[The data — start]

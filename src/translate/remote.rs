use anyhow::{Context, Result, anyhow};
use serde_json::Value;
use std::time::Duration;

use super::retry::{
    RATE_LIMIT_BASE_DELAY, RATE_LIMIT_MAX_RETRIES, is_rate_limited, retry_after, wait_with_backoff,
};
use super::{LanguagePair, TextTranslator, TranslateFuture, TranslationOutcome};

pub(crate) const DEFAULT_BASE_URL: &str = "https://translate.googleapis.com/translate_a/single";
const DEFAULT_TIMEOUT: Duration = Duration::from_secs(15);

/// Client for the public `translate_a/single` JSON endpoint.
#[derive(Debug, Clone)]
pub struct RemoteTranslator {
    client: reqwest::Client,
    base_url: String,
    timeout: Duration,
}

impl Default for RemoteTranslator {
    fn default() -> Self {
        Self::new()
    }
}

impl RemoteTranslator {
    pub fn new() -> Self {
        Self {
            client: reqwest::Client::new(),
            base_url: DEFAULT_BASE_URL.to_string(),
            timeout: DEFAULT_TIMEOUT,
        }
    }

    pub fn with_base_url(mut self, base_url: impl Into<String>) -> Self {
        let base_url = base_url.into();
        if !base_url.trim().is_empty() {
            self.base_url = base_url;
        }
        self
    }

    pub fn with_timeout(mut self, timeout: Duration) -> Self {
        if !timeout.is_zero() {
            self.timeout = timeout;
        }
        self
    }

    async fn call(&self, text: &str, pair: &LanguagePair) -> Result<String> {
        let mut attempt = 0usize;
        let mut delay = RATE_LIMIT_BASE_DELAY;
        loop {
            attempt += 1;
            let response = self
                .client
                .get(&self.base_url)
                .query(&[
                    ("client", "gtx"),
                    ("sl", pair.source.as_str()),
                    ("tl", pair.target.as_str()),
                    ("dt", "t"),
                    ("q", text),
                ])
                .timeout(self.timeout)
                .send()
                .await
                .with_context(|| "translation request failed")?;

            let status = response.status();
            let retry_after = retry_after(response.headers());
            let body = response.text().await.unwrap_or_default();
            if status.is_success() {
                return parse_response(&body);
            }
            if is_rate_limited(status, &body) && attempt < RATE_LIMIT_MAX_RETRIES {
                delay = wait_with_backoff("translate", attempt, delay, retry_after).await;
                continue;
            }
            return Err(anyhow!(
                "translation API error ({}): {}",
                status,
                body.chars().take(200).collect::<String>()
            ));
        }
    }
}

impl TextTranslator for RemoteTranslator {
    fn name(&self) -> &str {
        "remote"
    }

    fn translate<'a>(&'a self, text: &'a str, pair: &'a LanguagePair) -> TranslateFuture<'a> {
        Box::pin(async move {
            let translated = self.call(text, pair).await?;
            Ok(TranslationOutcome::Translated(translated))
        })
    }
}

/// The payload is `[[["translated", "source", ...], ...], ...]`; the first
/// element of every segment is concatenated.
fn parse_response(body: &str) -> Result<String> {
    let value: Value =
        serde_json::from_str(body).with_context(|| "translation response is not JSON")?;
    let segments = value
        .get(0)
        .and_then(Value::as_array)
        .ok_or_else(|| anyhow!("translation response has no segments"))?;
    let translated = segments
        .iter()
        .filter_map(|segment| segment.get(0).and_then(Value::as_str))
        .collect::<String>();
    let translated = translated.trim();
    if translated.is_empty() {
        return Err(anyhow!("translation response is empty"));
    }
    Ok(translated.to_string())
}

[The data — finish]

Task: The answer consists of every line above in which the word "LanguagePair" occurs.

Result:
use super::{LanguagePair, TextTranslator, TranslateFuture, TranslationOutcome};
    async fn call(&self, text: &str, pair: &LanguagePair) -> Result<String> {
    fn translate<'a>(&'a self, text: &'a str, pair: &'a LanguagePair) -> TranslateFuture<'a> {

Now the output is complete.